*Exercise prompt*.
Copy, word for word, each line of the data below from the first through the line containing "pub mod fields;", and stop there.

·····

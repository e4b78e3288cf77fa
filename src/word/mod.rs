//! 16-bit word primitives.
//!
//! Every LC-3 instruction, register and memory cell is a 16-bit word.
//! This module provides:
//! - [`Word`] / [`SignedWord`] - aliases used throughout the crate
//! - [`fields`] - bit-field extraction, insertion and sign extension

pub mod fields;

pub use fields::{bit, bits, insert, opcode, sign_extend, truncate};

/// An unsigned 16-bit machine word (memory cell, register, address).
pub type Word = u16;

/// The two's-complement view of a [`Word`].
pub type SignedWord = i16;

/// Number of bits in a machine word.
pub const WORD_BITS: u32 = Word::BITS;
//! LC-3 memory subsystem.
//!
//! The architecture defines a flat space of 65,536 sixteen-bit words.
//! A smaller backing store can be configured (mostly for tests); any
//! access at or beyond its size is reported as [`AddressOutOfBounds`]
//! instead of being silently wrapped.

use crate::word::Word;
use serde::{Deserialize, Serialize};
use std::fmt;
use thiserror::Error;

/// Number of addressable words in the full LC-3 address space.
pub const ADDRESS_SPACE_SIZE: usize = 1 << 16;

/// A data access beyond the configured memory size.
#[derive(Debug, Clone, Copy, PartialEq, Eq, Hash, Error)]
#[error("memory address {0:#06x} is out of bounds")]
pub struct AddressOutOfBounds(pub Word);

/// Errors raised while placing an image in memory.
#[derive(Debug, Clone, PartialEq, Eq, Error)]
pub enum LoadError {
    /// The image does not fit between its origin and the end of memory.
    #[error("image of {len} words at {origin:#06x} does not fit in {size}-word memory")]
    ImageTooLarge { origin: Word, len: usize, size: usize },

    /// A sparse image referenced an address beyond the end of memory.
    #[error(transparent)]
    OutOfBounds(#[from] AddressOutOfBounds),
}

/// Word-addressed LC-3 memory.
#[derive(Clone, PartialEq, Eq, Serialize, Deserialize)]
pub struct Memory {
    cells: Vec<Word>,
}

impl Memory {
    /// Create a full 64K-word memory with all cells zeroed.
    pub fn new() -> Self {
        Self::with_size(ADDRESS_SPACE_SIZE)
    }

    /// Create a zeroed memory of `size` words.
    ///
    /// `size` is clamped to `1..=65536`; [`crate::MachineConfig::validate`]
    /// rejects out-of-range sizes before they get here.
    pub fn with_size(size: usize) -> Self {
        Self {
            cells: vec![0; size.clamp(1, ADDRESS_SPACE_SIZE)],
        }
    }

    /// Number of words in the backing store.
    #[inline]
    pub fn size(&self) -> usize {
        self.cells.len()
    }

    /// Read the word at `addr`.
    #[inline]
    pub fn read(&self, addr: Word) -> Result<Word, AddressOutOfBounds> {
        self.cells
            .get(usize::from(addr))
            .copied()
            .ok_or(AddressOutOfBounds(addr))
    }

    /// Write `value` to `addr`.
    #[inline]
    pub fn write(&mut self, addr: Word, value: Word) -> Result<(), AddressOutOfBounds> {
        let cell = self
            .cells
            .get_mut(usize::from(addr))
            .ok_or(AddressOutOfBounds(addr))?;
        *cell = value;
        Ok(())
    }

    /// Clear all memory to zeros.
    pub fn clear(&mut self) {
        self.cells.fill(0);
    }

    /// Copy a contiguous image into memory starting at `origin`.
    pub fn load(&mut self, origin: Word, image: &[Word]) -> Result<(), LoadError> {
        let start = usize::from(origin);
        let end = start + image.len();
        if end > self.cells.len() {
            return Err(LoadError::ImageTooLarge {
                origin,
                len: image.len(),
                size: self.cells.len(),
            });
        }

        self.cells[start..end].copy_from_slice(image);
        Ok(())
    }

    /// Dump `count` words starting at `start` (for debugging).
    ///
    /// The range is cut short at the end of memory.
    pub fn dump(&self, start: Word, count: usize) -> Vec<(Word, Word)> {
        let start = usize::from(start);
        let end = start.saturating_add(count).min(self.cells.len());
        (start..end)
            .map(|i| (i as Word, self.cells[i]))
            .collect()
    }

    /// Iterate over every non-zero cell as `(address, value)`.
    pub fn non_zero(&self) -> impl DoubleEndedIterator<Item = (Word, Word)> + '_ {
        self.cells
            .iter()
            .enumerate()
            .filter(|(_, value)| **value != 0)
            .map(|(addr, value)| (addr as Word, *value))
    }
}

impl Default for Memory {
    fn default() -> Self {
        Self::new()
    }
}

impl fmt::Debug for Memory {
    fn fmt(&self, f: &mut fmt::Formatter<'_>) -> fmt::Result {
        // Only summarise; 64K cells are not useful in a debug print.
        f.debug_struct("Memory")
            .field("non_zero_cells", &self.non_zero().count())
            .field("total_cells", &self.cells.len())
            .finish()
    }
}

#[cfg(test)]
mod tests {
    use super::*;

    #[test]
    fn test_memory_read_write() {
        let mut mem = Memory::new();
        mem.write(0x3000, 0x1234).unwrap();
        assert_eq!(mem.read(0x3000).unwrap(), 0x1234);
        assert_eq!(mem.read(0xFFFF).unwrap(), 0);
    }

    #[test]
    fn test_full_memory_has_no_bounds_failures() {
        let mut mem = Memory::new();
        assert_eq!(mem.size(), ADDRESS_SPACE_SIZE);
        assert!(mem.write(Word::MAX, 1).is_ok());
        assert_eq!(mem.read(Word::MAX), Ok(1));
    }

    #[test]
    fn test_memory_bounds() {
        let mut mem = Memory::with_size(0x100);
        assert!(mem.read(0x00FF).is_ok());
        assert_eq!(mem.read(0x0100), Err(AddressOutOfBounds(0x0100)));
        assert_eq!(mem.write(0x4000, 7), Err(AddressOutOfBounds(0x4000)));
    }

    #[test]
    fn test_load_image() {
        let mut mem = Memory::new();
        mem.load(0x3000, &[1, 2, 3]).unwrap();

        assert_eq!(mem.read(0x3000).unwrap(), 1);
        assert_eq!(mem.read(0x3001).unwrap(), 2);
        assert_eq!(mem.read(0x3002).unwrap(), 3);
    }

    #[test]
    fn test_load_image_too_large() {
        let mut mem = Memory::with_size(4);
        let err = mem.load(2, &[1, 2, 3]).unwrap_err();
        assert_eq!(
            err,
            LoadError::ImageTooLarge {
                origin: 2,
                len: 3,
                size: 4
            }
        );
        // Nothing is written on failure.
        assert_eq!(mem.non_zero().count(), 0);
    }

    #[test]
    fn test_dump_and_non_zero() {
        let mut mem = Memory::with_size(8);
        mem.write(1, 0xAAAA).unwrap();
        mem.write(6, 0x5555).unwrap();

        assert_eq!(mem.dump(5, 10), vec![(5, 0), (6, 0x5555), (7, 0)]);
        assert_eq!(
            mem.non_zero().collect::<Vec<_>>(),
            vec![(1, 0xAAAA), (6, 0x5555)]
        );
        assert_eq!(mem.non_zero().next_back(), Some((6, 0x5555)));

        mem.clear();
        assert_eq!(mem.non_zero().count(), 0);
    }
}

·····

*Final answer*.
repository e4b78e3288cf77fa
filename src/word/mod.rs
//! 16-bit word primitives.
//!
//! Every LC-3 instruction, register and memory cell is a 16-bit word.
//! This module provides:
//! - [`Word`] / [`SignedWord`] - aliases used throughout the crate
//! - [`fields`] - bit-field extraction, insertion and sign extension

pub mod fields;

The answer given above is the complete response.